Right, we should all avoid IMC conditions at all times because it can induce Spatial D. Got it! Should I hand in my Instrument Rating now?
Eloquence!
That's the beauty of risk management. The only way to eliminate risk in aviation is to leave the aircraft in the hangar. So from the get-go, we are accepting a compromise.
At some point we all decided that the convenience of traveling at highway speeds was worth the risk of a head-on collision. So despite the fact that entire families die horrific, burning deaths, many times per year, we still drive automobiles on the highway.
In aviation we decided that the convenience of reliably arriving at our destination despite low visibility was worth equipping airplanes with the proper equipment to handle those conditions, and training pilots to deal with them as well. It's a riskier activity that day VFR flying, for sure, but we choose to do it, because the risk is worth the reward.
You can move the slider around based on your experience, your equipment, your comfort level, and even your profession. But there
is a slider, and we each get one, and we each let it rest in a different place. For many of us the slider starts at the extreme conservative edge and slowly moves into progressively "riskier" profiles as we learn to manage those risks.
We've all seen that guy (maybe even in this thread) who believes
his slider is placed appropriately, but everyone else, well, they're just wrong. There's a perfect spot for all of us, and if we'd just listen to this one guy, we'd all be safer, better pilots for it.
Of course, that's clearly a fallacy. And ironically, people who believe that, over time, prove themselves wrong as their limitations change. I'd bet that a lot of us increase our risk exposures to a point, then start dropping them back down. Lots of reasons why; experience, close calls, age, more to lose (family), you name it. Speaking for myself, in some regimes my willingness to take "risk" might seem insane to another pilot. And in others, I might seem excessively risk-averse (how many of you feel comfortable flying around at night in a single engine airplane? ... I don't.)
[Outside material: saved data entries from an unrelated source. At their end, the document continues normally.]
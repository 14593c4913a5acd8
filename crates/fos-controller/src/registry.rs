//! Controller Registry
//!
//! Registration surface used by controller authors. A registered factory is
//! also seeded into the resolution cache, so names registered up front never
//! trigger a load.

use std::cell::RefCell;
use std::collections::HashMap;
use std::rc::Rc;

use url::Url;

use crate::{ControllerFactory, EngineError, ResolutionCache};

/// Name -> factory registrations
pub struct ControllerRegistry {
    factories: RefCell<HashMap<String, ControllerFactory>>,
    cache: Rc<ResolutionCache>,
}

impl ControllerRegistry {
    pub(crate) fn new(cache: Rc<ResolutionCache>) -> Self {
        Self {
            factories: RefCell::new(HashMap::new()),
            cache,
        }
    }

    /// Associate `factory` with `name`.
    ///
    /// Re-registering replaces the factory used by later script loads; a
    /// name that already resolved keeps its cached factory.
    pub fn register(&self, name: &str, factory: ControllerFactory) -> Result<(), EngineError> {
        if name.trim().is_empty() {
            return Err(EngineError::InvalidName(name.to_string()));
        }

        let previous = self
            .factories
            .borrow_mut()
            .insert(name.to_string(), factory.clone());
        if previous.is_some() {
            tracing::warn!(controller = name, "Controller registered more than once");
        }

        if self.cache.seed(name, factory) {
            tracing::debug!(controller = name, "Controller registered");
        } else {
            tracing::debug!(controller = name, "Controller registered for pending resolution");
        }
        Ok(())
    }

    pub fn get(&self, name: &str) -> Option<ControllerFactory> {
        self.factories.borrow().get(name).cloned()
    }

    pub fn contains(&self, name: &str) -> bool {
        self.factories.borrow().contains_key(name)
    }

    pub fn len(&self) -> usize {
        self.factories.borrow().len()
    }

    pub fn is_empty(&self) -> bool {
        self.factories.borrow().is_empty()
    }

    /// Registered names, sorted
    pub fn names(&self) -> Vec<String> {
        let mut names: Vec<_> = self.factories.borrow().keys().cloned().collect();
        names.sort();
        names
    }
}

impl std::fmt::Debug for ControllerRegistry {
    fn fmt(&self, f: &mut std::fmt::Formatter<'_>) -> std::fmt::Result {
        f.debug_struct("ControllerRegistry")
            .field("names", &self.names())
            .finish()
    }
}

/// Registration handle given to a running script.
///
/// The script was loaded on behalf of `declared_name`. That name overrides
/// any alias hardcoded in the script; the alias is only used when the script
/// was loaded without one.
#[derive(Clone)]
pub struct ScriptRegistrar {
    registry: Rc<ControllerRegistry>,
    declared_name: Option<String>,
    url: Url,
}

impl ScriptRegistrar {
    pub(crate) fn new(registry: Rc<ControllerRegistry>, declared_name: Option<&str>, url: Url) -> Self {
        Self {
            registry,
            declared_name: declared_name.map(str::to_string),
            url,
        }
    }

    /// Name the script was loaded for
    pub fn declared_name(&self) -> Option<&str> {
        self.declared_name.as_deref()
    }

    pub fn url(&self) -> &Url {
        &self.url
    }

    /// Register a controller from the script.
    ///
    /// Failures are logged rather than returned: the script has no way to
    /// handle them.
    pub fn register(&self, factory: ControllerFactory, alias: Option<&str>) {
        let name = self
            .declared_name
            .as_deref()
            .filter(|n| !n.is_empty())
            .or(alias.filter(|a| !a.is_empty()));

        let result = match name {
            Some(name) => self.registry.register(name, factory),
            None => Err(EngineError::UnnamedRegistration(self.url.to_string())),
        };
        if let Err(err) = result {
            tracing::error!(script = %self.url, error = %err, "Controller registration failed");
        }
    }
}

impl std::fmt::Debug for ScriptRegistrar {
    fn fmt(&self, f: &mut std::fmt::Formatter<'_>) -> std::fmt::Result {
        f.debug_struct("ScriptRegistrar")
            .field("declared_name", &self.declared_name)
            .field("url", &self.url.as_str())
            .finish()
    }
}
The fact is, departing in low IMC in a plane as capable as a Cessna 340 simply does not, in and of itself, suggest a given pilot's ADM and risk management are suspect. With more data, perhaps we will decide that in fact, it wasn't wise for this unfortunate man to have felt that this was within his wheelhouse of acceptable risk and commensurate airmanship. But maybe the data will also show that it had nothing to do with the weather, that it was a mechanical issue, medical, or who knows what. Of course low weather will always increase the risk... but we still drive automobiles, don't we?
This really takes a dispassionate, objective, sober assessment to really "get it" down to the core. The knee-jerk isn't gonna cut it. The 5-word assessment of a 20 page problem isn't going to work, either.
And judging a dead guy without having
any clue? Those who have... should be ashamed.